== Work task ==
Take the line with "pub fn bookings_for(&self, date: NaiveDate)" and the rest of the lines after it, to the end of the entries, and restate them exactly.

(Excerpts from a dataset)
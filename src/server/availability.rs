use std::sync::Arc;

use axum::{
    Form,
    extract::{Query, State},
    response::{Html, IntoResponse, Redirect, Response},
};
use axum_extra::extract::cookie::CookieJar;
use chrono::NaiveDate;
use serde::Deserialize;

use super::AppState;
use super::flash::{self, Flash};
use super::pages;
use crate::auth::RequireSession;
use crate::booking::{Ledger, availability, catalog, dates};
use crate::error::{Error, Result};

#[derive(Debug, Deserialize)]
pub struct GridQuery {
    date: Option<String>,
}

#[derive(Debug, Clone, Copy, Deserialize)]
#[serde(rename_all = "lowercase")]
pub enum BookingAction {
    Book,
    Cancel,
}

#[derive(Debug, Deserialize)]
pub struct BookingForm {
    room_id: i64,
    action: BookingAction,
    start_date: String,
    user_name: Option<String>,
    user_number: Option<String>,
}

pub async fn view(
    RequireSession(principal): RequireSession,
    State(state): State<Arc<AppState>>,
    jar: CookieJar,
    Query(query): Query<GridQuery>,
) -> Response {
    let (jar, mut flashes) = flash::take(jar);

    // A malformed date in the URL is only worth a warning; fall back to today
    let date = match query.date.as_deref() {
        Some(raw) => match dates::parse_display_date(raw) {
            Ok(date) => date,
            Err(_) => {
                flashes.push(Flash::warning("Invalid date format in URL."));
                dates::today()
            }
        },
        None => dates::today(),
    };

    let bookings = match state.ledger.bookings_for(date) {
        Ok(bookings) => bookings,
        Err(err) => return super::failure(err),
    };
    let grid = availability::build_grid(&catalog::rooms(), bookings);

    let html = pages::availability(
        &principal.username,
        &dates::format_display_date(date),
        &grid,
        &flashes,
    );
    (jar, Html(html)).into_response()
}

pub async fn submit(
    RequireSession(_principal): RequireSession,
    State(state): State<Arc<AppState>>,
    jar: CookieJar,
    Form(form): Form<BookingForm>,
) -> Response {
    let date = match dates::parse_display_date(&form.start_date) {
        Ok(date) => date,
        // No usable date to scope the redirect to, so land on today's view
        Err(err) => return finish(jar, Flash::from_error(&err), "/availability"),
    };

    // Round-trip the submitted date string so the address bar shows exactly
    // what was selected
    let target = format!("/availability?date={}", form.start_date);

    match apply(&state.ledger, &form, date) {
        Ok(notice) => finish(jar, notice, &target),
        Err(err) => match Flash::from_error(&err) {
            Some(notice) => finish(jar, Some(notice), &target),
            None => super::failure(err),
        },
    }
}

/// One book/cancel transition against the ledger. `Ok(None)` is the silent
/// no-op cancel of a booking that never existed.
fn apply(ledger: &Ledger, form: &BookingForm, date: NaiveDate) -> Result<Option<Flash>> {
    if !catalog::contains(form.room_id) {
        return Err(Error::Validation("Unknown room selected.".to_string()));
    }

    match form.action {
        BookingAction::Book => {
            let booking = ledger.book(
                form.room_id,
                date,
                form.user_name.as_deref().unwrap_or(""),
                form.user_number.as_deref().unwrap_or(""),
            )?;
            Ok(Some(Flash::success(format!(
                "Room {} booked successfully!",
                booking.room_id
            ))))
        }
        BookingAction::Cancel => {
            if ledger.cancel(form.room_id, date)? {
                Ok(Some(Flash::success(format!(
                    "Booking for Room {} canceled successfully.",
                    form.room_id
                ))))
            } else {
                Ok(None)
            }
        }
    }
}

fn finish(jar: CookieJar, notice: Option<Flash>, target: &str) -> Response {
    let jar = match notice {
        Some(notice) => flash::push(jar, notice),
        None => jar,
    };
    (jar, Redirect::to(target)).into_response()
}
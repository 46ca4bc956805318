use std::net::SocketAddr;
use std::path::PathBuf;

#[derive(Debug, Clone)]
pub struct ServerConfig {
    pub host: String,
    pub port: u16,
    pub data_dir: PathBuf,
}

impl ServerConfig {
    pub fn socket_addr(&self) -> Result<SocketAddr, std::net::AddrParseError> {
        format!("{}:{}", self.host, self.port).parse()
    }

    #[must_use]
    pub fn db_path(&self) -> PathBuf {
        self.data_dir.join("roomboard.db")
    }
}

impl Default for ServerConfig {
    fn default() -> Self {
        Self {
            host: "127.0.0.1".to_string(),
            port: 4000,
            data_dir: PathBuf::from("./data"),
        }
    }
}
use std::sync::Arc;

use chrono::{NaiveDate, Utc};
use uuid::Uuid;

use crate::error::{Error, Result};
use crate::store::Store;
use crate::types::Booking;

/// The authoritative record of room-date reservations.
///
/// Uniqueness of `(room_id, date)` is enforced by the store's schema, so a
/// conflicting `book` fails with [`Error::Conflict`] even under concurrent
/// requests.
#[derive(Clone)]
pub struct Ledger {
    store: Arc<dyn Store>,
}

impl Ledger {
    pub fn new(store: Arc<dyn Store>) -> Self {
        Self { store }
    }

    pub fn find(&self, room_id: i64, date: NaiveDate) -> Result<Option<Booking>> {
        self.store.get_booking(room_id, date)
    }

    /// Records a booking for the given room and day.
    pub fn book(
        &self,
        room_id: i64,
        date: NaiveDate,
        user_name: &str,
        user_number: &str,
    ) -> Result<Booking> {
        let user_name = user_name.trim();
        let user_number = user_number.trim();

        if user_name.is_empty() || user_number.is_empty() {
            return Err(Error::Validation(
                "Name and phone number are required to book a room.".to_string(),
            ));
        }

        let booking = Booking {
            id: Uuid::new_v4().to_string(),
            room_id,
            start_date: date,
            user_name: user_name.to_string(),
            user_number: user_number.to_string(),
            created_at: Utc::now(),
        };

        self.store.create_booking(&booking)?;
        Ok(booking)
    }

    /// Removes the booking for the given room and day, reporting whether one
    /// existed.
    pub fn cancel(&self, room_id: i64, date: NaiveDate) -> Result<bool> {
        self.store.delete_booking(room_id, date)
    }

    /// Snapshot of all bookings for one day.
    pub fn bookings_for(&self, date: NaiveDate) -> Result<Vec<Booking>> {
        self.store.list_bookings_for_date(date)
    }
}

== Task output ==
    pub fn bookings_for(&self, date: NaiveDate) -> Result<Vec<Booking>> {
        self.store.list_bookings_for_date(date)
    }
}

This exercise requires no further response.